Ahora bien, si el tono general es de melancolía por el liberalismo pretérito, menos claro es el motivo de preocupación por su signo presente: ¿el problema es la mala calidad del “sistema liberal” realmente existente, irreconocible para sus fautores ideológicos del siglo XIX (p. 216)? ¿O lo que más inquieta es la falta de debate filosófico en su seno? En el último capítulo, Saralegui destaca que el coronavirus vino a invertir el rumbo del pensamiento político moderno: de “minusvalora[r]” “lo dado” pasó a dejarse conducir “pasivamente” por la pandemia (p. 282). El liberalismo se habría propuesto una tarea imposible: capturar lo extraordinario desde la “lógica liberal” aplicando “masivas intervenciones en la libertad individual” (p. 285). Se puede objetar, sin embargo, que no hay nada nuevo en ese reflejo y que, de hecho, es el modo habitual en que ha operado el anhelado liberalismo de la Guerra Fría. Samuel Moyn (2023, p. 4) expuso recientemente cómo cada vez que el liberalismo se sintió amenazado durante el siglo XX, apeló a un reciclaje de sus notas más defensivas (“la preservación de la libertad existente en un valle de lágrimas”) y abandonó su tradicional compromiso con la autorrealización y la creatividad o lo que Saralegui (2022, p. 210) llama el “genio” de la “individualidad”. Vista desde las cercanías de 2024, la pandemia perdió algo de su carácter excepcional. El mundo volvió a estriarse en Großräume debido a crisis más predecibles, pero no menos dramáticas, esto es, las guerras en Eurasia y Medio Oriente, y los desplazamientos migratorios. Mientras que las restricciones antiliberales relacionadas con el virus desaparecieron, resurgió la visibilidad de las que nunca se fueron: la administración arbitraria del control de fronteras y la deliberada denegación de estatus legal a millones de seres humanos que sudan la frente en el primer mundo. Quizás la discusión teórica sobre la “baja calidad racional” (p. 286) de la intervención estatal deba buscarse en estas prácticas más persistentes del liberalismo realmente existente.
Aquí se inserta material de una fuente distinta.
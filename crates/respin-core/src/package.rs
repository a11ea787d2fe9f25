use std::collections::BTreeSet;
use std::fmt;
use std::time::{SystemTime, UNIX_EPOCH};

use anyhow::anyhow;
use serde::{Deserialize, Serialize};

use crate::CoordinatorError;

#[derive(Debug, Clone, Copy, Serialize, Deserialize, PartialEq, Eq, PartialOrd, Ord, Hash)]
#[serde(rename_all = "snake_case")]
pub enum PackageStatus {
    Installed,
    SoftUninstalled,
    NotInstalled,
}

impl PackageStatus {
    pub fn as_str(self) -> &'static str {
        match self {
            Self::Installed => "installed",
            Self::SoftUninstalled => "soft_uninstalled",
            Self::NotInstalled => "not_installed",
        }
    }

    pub fn parse(value: &str) -> anyhow::Result<Self> {
        match value {
            "installed" => Ok(Self::Installed),
            "soft_uninstalled" => Ok(Self::SoftUninstalled),
            "not_installed" => Ok(Self::NotInstalled),
            _ => Err(anyhow!("invalid package status: {value}")),
        }
    }
}

impl fmt::Display for PackageStatus {
    fn fmt(&self, f: &mut fmt::Formatter<'_>) -> fmt::Result {
        f.write_str(self.as_str())
    }
}

/// A package known to the registry.
///
/// `files` are the paths the package installed, either absolute or relative
/// to the install prefix. `dependencies` name the providers this package
/// consumes.
#[derive(Debug, Clone, Serialize, Deserialize, PartialEq, Eq)]
pub struct Package {
    pub name: String,
    pub version: String,
    #[serde(default)]
    pub files: BTreeSet<String>,
    #[serde(default)]
    pub dependencies: BTreeSet<String>,
    pub status: PackageStatus,
    pub installed_at_unix: u64,
}

impl Package {
    pub fn new(name: impl Into<String>, version: impl Into<String>) -> Self {
        Self {
            name: name.into(),
            version: version.into(),
            files: BTreeSet::new(),
            dependencies: BTreeSet::new(),
            status: PackageStatus::Installed,
            installed_at_unix: 0,
        }
    }

    pub fn with_dependency(mut self, dependency: impl Into<String>) -> Self {
        self.dependencies.insert(dependency.into());
        self
    }

    pub fn with_file(mut self, path: impl Into<String>) -> Self {
        self.files.insert(path.into());
        self
    }

    pub fn with_status(mut self, status: PackageStatus) -> Self {
        self.status = status;
        self
    }

    pub fn is_installed(&self) -> bool {
        self.status == PackageStatus::Installed
    }
}

/// Package names double as record file names, so they are restricted to a
/// path-safe alphabet.
pub fn validate_package_name(name: &str) -> anyhow::Result<()> {
    if name.trim().is_empty() {
        return Err(anyhow!("package name must not be empty"));
    }
    if name.starts_with('.') {
        return Err(anyhow!("package name must not start with '.': {name}"));
    }
    if name
        .chars()
        .any(|ch| !(ch.is_ascii_alphanumeric() || matches!(ch, '-' | '_' | '.' | '+')))
    {
        return Err(anyhow!(
            "package name contains invalid character(s): {name}"
        ));
    }
    Ok(())
}

/// Seconds since the unix epoch, as stored in `installed_at_unix`.
pub fn current_unix_timestamp() -> Result<u64, CoordinatorError> {
    SystemTime::now()
        .duration_since(UNIX_EPOCH)
        .map(|elapsed| elapsed.as_secs())
        .map_err(|_| CoordinatorError::ClockBeforeEpoch)
}
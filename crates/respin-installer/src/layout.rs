use anyhow::{Context, Result};
use respin_registry::RegistryStore;
use std::fs;
use std::path::{Path, PathBuf};

#[derive(Debug, Clone, PartialEq, Eq)]
pub struct PrefixLayout {
    prefix: PathBuf,
}
impl PrefixLayout {
    pub fn new(prefix: impl Into<PathBuf>) -> Self {
        Self {
            prefix: prefix.into(),
        }
    }

    pub fn prefix(&self) -> &Path {
        &self.prefix
    }

    pub fn state_dir(&self) -> PathBuf {
        self.prefix.join("state")
    }

    pub fn packages_state_dir(&self) -> PathBuf {
        self.state_dir().join("packages")
    }

    pub fn roots_state_dir(&self) -> PathBuf {
        self.state_dir().join("roots")
    }

    pub fn dirty_marker_path(&self, root: &str) -> PathBuf {
        self.roots_state_dir().join(format!("{root}.dirty"))
    }

    pub fn registry_lock_path(&self) -> PathBuf {
        self.state_dir().join("registry.lock")
    }

    pub fn config_path(&self) -> PathBuf {
        self.prefix.join("respin.toml")
    }

    /// Resolves a package-owned path: absolute paths stay as-is, relative
    /// paths are taken from the prefix.
    pub fn resolve_owned_path(&self, owned: &str) -> PathBuf {
        let path = Path::new(owned);
        if path.is_absolute() {
            path.to_path_buf()
        } else {
            self.prefix.join(path)
        }
    }

    pub fn registry_store(&self) -> RegistryStore {
        RegistryStore::new(self.packages_state_dir())
    }

    pub fn ensure_base_dirs(&self) -> Result<()> {
        for dir in [
            self.state_dir(),
            self.packages_state_dir(),
            self.roots_state_dir(),
        ] {
            fs::create_dir_all(&dir)
                .with_context(|| format!("failed to create {}", dir.display()))?;
        }
        Ok(())
    }
}

pub fn default_user_prefix() -> Result<PathBuf> {
    if cfg!(windows) {
        let app_data = std::env::var("LOCALAPPDATA")
            .context("LOCALAPPDATA is not set; cannot resolve Windows user prefix")?;
        return Ok(PathBuf::from(app_data).join("Respin"));
    }

    let home = std::env::var("HOME").context("HOME is not set; cannot resolve user prefix")?;
    Ok(PathBuf::from(home).join(".respin"))
}
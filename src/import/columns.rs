//! Column detection from header records

use csv::StringRecord;

use crate::error::{FundingError, FundingResult};

/// Header cell with surrounding whitespace and any byte-order mark removed
fn header_text(header: &str) -> &str {
    header.trim_start_matches('\u{feff}').trim()
}

/// Index of the first header satisfying `pred`
fn find_column(headers: &StringRecord, pred: impl Fn(&str) -> bool) -> Option<usize> {
    headers.iter().position(|h| pred(header_text(h)))
}

/// Column positions in the children table
#[derive(Debug, Clone, Copy, PartialEq, Eq)]
pub struct ChildrenColumns {
    /// Child name (header contains "Child")
    pub name: usize,
    /// Date of birth (header contains "Birth")
    pub date_of_birth: Option<usize>,
    /// Subsidy identifier (header contains "CHICK")
    pub chick: Option<usize>,
    /// Claim expiry (header contains "Claim Until")
    pub claim_until: Option<usize>,
}

impl ChildrenColumns {
    /// Detect columns from the header record
    ///
    /// Only the name column is required; children without an expiry column
    /// simply end up with no entitlement window.
    pub fn detect(headers: &StringRecord) -> FundingResult<Self> {
        let name = find_column(headers, |h| h.contains("Child") && !h.contains("Birth"))
            .ok_or_else(|| FundingError::missing_column("Children", "Child"))?;

        Ok(Self {
            name,
            date_of_birth: find_column(headers, |h| h.contains("Birth")),
            chick: find_column(headers, |h| h.contains("CHICK")),
            claim_until: find_column(headers, |h| h.contains("Claim Until")),
        })
    }
}

/// Column positions in the funding table
#[derive(Debug, Clone, Copy, PartialEq, Eq)]
pub struct FundingColumns {
    /// Child name (header contains "Child")
    pub child: usize,
    /// Allocation description (header contains "Description")
    pub description: usize,
    /// Week-ending date (header contains "Date" but not "Approved")
    pub date: usize,
}

impl FundingColumns {
    /// Detect columns from the header record; all three are required
    pub fn detect(headers: &StringRecord) -> FundingResult<Self> {
        let child = find_column(headers, |h| h.contains("Child"))
            .ok_or_else(|| FundingError::missing_column("Funding", "Child"))?;
        let description = find_column(headers, |h| h.contains("Description"))
            .ok_or_else(|| FundingError::missing_column("Funding", "Description"))?;
        let date = find_column(headers, |h| h.contains("Date") && !h.contains("Approved"))
            .ok_or_else(|| FundingError::missing_column("Funding", "Date"))?;

        Ok(Self {
            child,
            description,
            date,
        })
    }
}

/// Column positions in a roster table
#[derive(Debug, Clone, Copy, PartialEq, Eq)]
pub struct RosterColumns {
    /// Child name
    pub name: usize,
    /// Identifier in the main system
    pub id: Option<usize>,
}

impl RosterColumns {
    /// Detect columns from the header record
    ///
    /// A header equal to `name` (any case) wins; otherwise the first header
    /// containing it. The optional identifier is a header equal to `id` or
    /// `childid`.
    pub fn detect(headers: &StringRecord) -> FundingResult<Self> {
        let lower: Vec<String> = headers
            .iter()
            .map(|h| header_text(h).to_lowercase())
            .collect();

        let name = lower
            .iter()
            .position(|h| h == "name")
            .or_else(|| lower.iter().position(|h| h.contains("name")))
            .ok_or_else(|| FundingError::missing_column("Roster", "name"))?;
        let id = lower
            .iter()
            .position(|h| matches!(h.as_str(), "id" | "childid" | "child id"));

        Ok(Self { name, id })
    }
}

#[cfg(test)]
mod tests {
    use super::*;

    fn headers(cells: &[&str]) -> StringRecord {
        StringRecord::from(cells.to_vec())
    }

    #[test]
    fn test_children_columns() {
        let cols = ChildrenColumns::detect(&headers(&[
            "\u{feff}Child Date of Birth",
            "Child Name",
            "CHICK Number",
            "Claim Until Date",
        ]))
        .unwrap();

        assert_eq!(cols.name, 1);
        assert_eq!(cols.date_of_birth, Some(0));
        assert_eq!(cols.chick, Some(2));
        assert_eq!(cols.claim_until, Some(3));
    }

    #[test]
    fn test_children_name_is_required() {
        let err = ChildrenColumns::detect(&headers(&["Pupil", "CHICK"])).unwrap_err();
        assert!(err.is_missing_column());
        assert_eq!(err.to_string(), "Children table has no column matching 'Child'");
    }

    #[test]
    fn test_funding_date_skips_approved() {
        let cols = FundingColumns::detect(&headers(&[
            "Approved Date",
            "Child",
            "Description",
            "Week Ending Date",
        ]))
        .unwrap();

        assert_eq!(cols.child, 1);
        assert_eq!(cols.description, 2);
        assert_eq!(cols.date, 3);

        let err = FundingColumns::detect(&headers(&["Child", "Description", "Approved Date"]))
            .unwrap_err();
        assert!(err.is_missing_column());
    }

    #[test]
    fn test_roster_columns() {
        let cols = RosterColumns::detect(&headers(&["childId", "Full Name", "Name"])).unwrap();
        assert_eq!(cols.name, 2);
        assert_eq!(cols.id, Some(0));

        let cols = RosterColumns::detect(&headers(&["Child Name"])).unwrap();
        assert_eq!(cols.name, 0);
        assert_eq!(cols.id, None);

        assert!(RosterColumns::detect(&headers(&["Pupil", "Room"])).is_err());
    }
}
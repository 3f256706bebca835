//! Service layer for funding reconciliation
//!
//! Name handling, allocation parsing, block consolidation, roster matching
//! and the reconciliation driver that ties them together.

pub mod allocation;
pub mod consolidation;
pub mod matcher;
pub mod names;
pub mod reconciliation;
pub mod registry;
pub mod resolver;

pub use consolidation::{consolidate, Consolidation};
pub use matcher::{exact_match, find_matches, MatchLimits};
pub use reconciliation::{ReconcileOptions, ReconciliationReport, ReconciliationService};
pub use registry::RosterRegistry;
pub use resolver::{resolve_interactively, Operator, ResolutionOutcome, ResolutionRequest};
//! Core data models for funding reconciliation
//!
//! Children, allocation rows, entitlement windows, funding blocks, roster
//! identities and the records produced by a reconciliation run.

pub mod allocation;
pub mod block;
pub mod child;
pub mod identity;
pub mod record;
pub mod roster;
pub mod window;

pub use allocation::{AllocationFact, AllocationRow};
pub use block::{FundingBlock, FundingLevel};
pub use child::ChildRecord;
pub use identity::{ChildIdentity, MatchCandidate, MatchKind};
pub use record::{FundingRecord, NoFundingEntry, NoFundingReason, RecordKind, UnresolvedIdentity};
pub use roster::RosterEntry;
pub use window::EntitlementWindow;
La enumeración de estos puntos de desacuerdo, de más está decirlo, no vulnera la valía del texto de Saralegui como introducción al pensamiento político en lengua castellana. El lector interesado en una primera aproximación a las filosofías e ideologías tratadas en la Breve historia encontrará un recorrido interesante, con una mirada de conjunto y un estilo de escritura accesible al público general. Hallará, además, un texto que intenta pensar en la emergencia, el gaje más exigente de nuestro oficio. En el cuento “Face Time” de Lorrie Moore (2020), la narradora, confinada aun por las restricciones ligadas al COVID, se pregunta si un pensamiento surgido en ese contexto puede devenir “en una idea sin instrucción”. Demasiado pronto para saberlo, pero he aquí un ensayo en esa dirección.